Quel rôle jouent les forêts dans le climat actuel et dans son destin marqué par le réchauffement climatique ? Question rude, tant la déforestation tropicale, liée à l’expansion démographique dans ces régions, ne semble pas ralentir. Déjà, les coups portés par les extrêmes climatiques boostés par nos émissions de gaz à effet de serre font craindre que la forêt amazonienne atteigne un « point de bascule ».

Au-delà duquel de vastes espaces s’y transformeraient en savane arborée, bouleversant les écosystèmes régionaux, mais aussi la répartition des pluies sur le continent sud-américain, explique un livre où les « pouvoirs » des forêts n’ont rien de magique mais se dévoilent par l’approche scientifique 1.

Déforester ou reforester peut provoquer des effets déconcertants. Déforester une zone tropicale va directement la réchauffer par la disparition de l’évapotranspiration des arbres, alors que l’absorption locale de l’énergie solaire va pourtant diminuer par l’augmentation de son albédo. Mais déforester une zone boréale, la taïga au Canada ou en Sibérie, aura l’effet inverse. Durant l’hiver, il fera plus froid car l’albédo d’une prairie couverte de neige est plus élevé que celui d’une forêt de conifères.

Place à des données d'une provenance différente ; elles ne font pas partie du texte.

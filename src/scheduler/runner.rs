//! Daily APOD broadcast runner.
//!
//! The runner sleeps until the next configured UTC time, then visits a
//! snapshot of the subscriber registry. A subscriber added while a run is in
//! progress is picked up by the next run. Per-recipient failures are logged
//! and counted; they never stop the run.

use std::sync::Arc;
use std::time::Duration;

use chrono::Utc;
use tokio::sync::mpsc;
use tracing::{debug, error, info};

use super::{BroadcastReport, DailyTime};
use crate::commands::CommandHandler;

/// Messages that can be sent to the scheduler.
#[derive(Debug, Clone)]
pub enum SchedulerMessage {
    /// Run a broadcast now, outside the daily schedule.
    TriggerBroadcast,
    /// Stop the scheduler.
    Shutdown,
}

/// Sends the APOD to every subscriber once a day.
pub struct DailyBroadcaster {
    handler: Arc<CommandHandler>,
    time: DailyTime,
}

impl DailyBroadcaster {
    #[must_use]
    pub const fn new(handler: Arc<CommandHandler>, time: DailyTime) -> Self {
        Self { handler, time }
    }

    /// Runs the scheduler loop until `Shutdown` arrives or the channel closes.
    pub async fn run(&self, mut rx: mpsc::Receiver<SchedulerMessage>) {
        info!("Daily broadcast scheduler started ({})", self.time);

        loop {
            let now = Utc::now();
            let next = self.time.next_after(now);
            let wait = (next - now).to_std().unwrap_or(Duration::ZERO);
            debug!("Next broadcast at {} (in {:?})", next, wait);

            tokio::select! {
                () = tokio::time::sleep(wait) => {
                    self.broadcast().await;
                }
                msg = rx.recv() => {
                    match msg {
                        Some(SchedulerMessage::TriggerBroadcast) => {
                            debug!("Received trigger broadcast message");
                            self.broadcast().await;
                        }
                        Some(SchedulerMessage::Shutdown) | None => {
                            info!("Scheduler shutting down");
                            break;
                        }
                    }
                }
            }
        }
    }

    /// Delivers today's APOD to a snapshot of the subscribers.
    pub async fn broadcast(&self) -> BroadcastReport {
        let recipients = self.handler.subscribers().snapshot().await;
        info!("Starting daily APOD broadcast to {} subscribers", recipients.len());

        let mut report = BroadcastReport::default();
        for chat_id in recipients {
            match self.handler.deliver_daily_apod(chat_id).await {
                Ok(()) => report.delivered += 1,
                Err(e) => {
                    error!("Daily APOD to chat {} failed: {}", chat_id, e);
                    report.failed += 1;
                }
            }
        }

        info!(
            "Daily broadcast finished: {} delivered, {} failed",
            report.delivered, report.failed
        );
        report
    }
}

impl std::fmt::Debug for DailyBroadcaster {
    fn fmt(&self, f: &mut std::fmt::Formatter<'_>) -> std::fmt::Result {
        f.debug_struct("DailyBroadcaster")
            .field("time", &self.time)
            .finish_non_exhaustive()
    }
}

#[cfg(test)]
mod tests {
    use async_trait::async_trait;
    use chrono::Timelike;

    use super::*;
    use crate::api::{Endpoint, SpaceFeeds};
    use crate::subscribers::SubscriberRegistry;
    use crate::telegram::{ChatId, Messenger, Outgoing, TransportError};
    use crate::testing::{FakeFeeds, RecordingMessenger};

    const A: ChatId = ChatId(1);
    const B: ChatId = ChatId(2);

    fn broadcaster(messenger: &Arc<RecordingMessenger>, feeds: &Arc<FakeFeeds>) -> DailyBroadcaster {
        let handler = CommandHandler::new(
            Arc::clone(messenger) as Arc<dyn Messenger>,
            Arc::clone(feeds) as Arc<dyn SpaceFeeds>,
            Arc::new(SubscriberRegistry::new()),
        );
        // Twelve hours away, so only explicit triggers fire during the test.
        let hour = (Utc::now().hour() + 12) % 24;
        DailyBroadcaster::new(Arc::new(handler), DailyTime::new(hour, 0).unwrap())
    }

    #[tokio::test]
    async fn test_failed_recipient_does_not_stop_run() {
        let messenger = Arc::new(RecordingMessenger::failing_for([A]));
        let feeds = Arc::new(FakeFeeds::healthy());
        let broadcaster = broadcaster(&messenger, &feeds);
        broadcaster.handler.subscribers().subscribe(A).await;
        broadcaster.handler.subscribers().subscribe(B).await;

        let report = broadcaster.broadcast().await;

        assert_eq!(report, BroadcastReport { delivered: 1, failed: 1 });
        let to_b = messenger.sent_to(B);
        assert_eq!(to_b.len(), 1);
        assert!(to_b[0].is_photo());
        assert!(messenger.sent_to(A).is_empty());
    }

    #[tokio::test]
    async fn test_fetch_per_recipient() {
        let messenger = Arc::new(RecordingMessenger::new());
        let feeds = Arc::new(FakeFeeds::healthy().failing(Endpoint::Apod));
        let broadcaster = broadcaster(&messenger, &feeds);
        broadcaster.handler.subscribers().subscribe(A).await;
        broadcaster.handler.subscribers().subscribe(B).await;

        let report = broadcaster.broadcast().await;

        assert_eq!(report.failed, 2);
        assert_eq!(feeds.calls(), vec![Endpoint::Apod, Endpoint::Apod]);
        for chat in [A, B] {
            let sent = messenger.sent_to(chat);
            assert_eq!(sent.len(), 1);
            assert!(sent[0].body().starts_with("Sorry"));
        }
    }

    /// Subscribes `late` whenever anything is delivered.
    struct SubscribingMessenger {
        inner: RecordingMessenger,
        registry: Arc<SubscriberRegistry>,
        late: ChatId,
    }

    #[async_trait]
    impl Messenger for SubscribingMessenger {
        async fn deliver(&self, chat_id: ChatId, message: &Outgoing) -> Result<(), TransportError> {
            self.registry.subscribe(self.late).await;
            self.inner.deliver(chat_id, message).await
        }

        async fn acknowledge(&self, callback_id: &str) -> Result<(), TransportError> {
            self.inner.acknowledge(callback_id).await
        }
    }

    #[tokio::test]
    async fn test_subscriber_added_mid_run_waits_for_next_run() {
        let late = ChatId(3);
        let registry = Arc::new(SubscriberRegistry::new());
        registry.subscribe(A).await;
        registry.subscribe(B).await;

        let messenger = Arc::new(SubscribingMessenger {
            inner: RecordingMessenger::new(),
            registry: Arc::clone(&registry),
            late,
        });
        let handler = CommandHandler::new(
            Arc::clone(&messenger) as Arc<dyn Messenger>,
            Arc::new(FakeFeeds::healthy()),
            Arc::clone(&registry),
        );
        let broadcaster = DailyBroadcaster::new(Arc::new(handler), DailyTime::default());

        let first = broadcaster.broadcast().await;

        assert_eq!(first, BroadcastReport { delivered: 2, failed: 0 });
        assert!(registry.contains(late).await);
        assert!(messenger.inner.sent_to(late).is_empty());

        let second = broadcaster.broadcast().await;

        assert_eq!(second.delivered, 3);
        assert_eq!(messenger.inner.sent_to(late).len(), 1);
    }

    #[tokio::test]
    async fn test_empty_registry() {
        let messenger = Arc::new(RecordingMessenger::new());
        let feeds = Arc::new(FakeFeeds::healthy());
        let report = broadcaster(&messenger, &feeds).broadcast().await;
        assert_eq!(report.total(), 0);
        assert!(feeds.calls().is_empty());
    }

    #[tokio::test]
    async fn test_trigger_then_shutdown() {
        let messenger = Arc::new(RecordingMessenger::new());
        let feeds = Arc::new(FakeFeeds::healthy());
        let broadcaster = broadcaster(&messenger, &feeds);
        broadcaster.handler.subscribers().subscribe(B).await;

        let (tx, rx) = mpsc::channel(4);
        tx.send(SchedulerMessage::TriggerBroadcast).await.unwrap();
        tx.send(SchedulerMessage::Shutdown).await.unwrap();

        tokio::time::timeout(Duration::from_secs(5), broadcaster.run(rx))
            .await
            .unwrap();

        assert_eq!(messenger.sent_to(B).len(), 1);
    }
}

Le lecteur futé aura déjà deviné que pour les zones tempérées, les deux cas vont se présenter en fonction des caractéristiques du lieu (neige ou pluie, disponibilité ou non de l’eau dans le sol en été, dimension de la forêt, etc.). En Chine, les 1,7 million d’hectares plantés depuis vingt ans montrent une baisse de 1 °C de la température moyenne annuelle (une diminution plus forte le jour et moins la nuit) comparée aux zones de cultures si l’on observe les zones tempérées.

C’est l’inverse à plus haute latitude. Complication supplémentaire : afforester une zone tropicale semi-aride peut la réchauffer, car l’évapotranspiration sera faible, puisque l’eau manque, et ne compensera pas la diminution de l’albédo et donc une absorption plus forte du rayonnement solaire. Il faut donc réfléchir à deux fois avant de décider une telle action.

L’affaire se complique avec le rôle des forêts dans la répartition des pluies. Elles participent au « recyclage » continental – l’eau repart vers l’atmosphère après évapotranspiration – constituant la partie majoritaire des pluies sur de vastes zones : la Chine intérieure, les terres au sud de l’Amazonie, le centre et l’ouest du Sahel. Les ressources en eau de populations nombreuses dépendent ainsi des politiques forestières conduites à des milliers de kilomètres.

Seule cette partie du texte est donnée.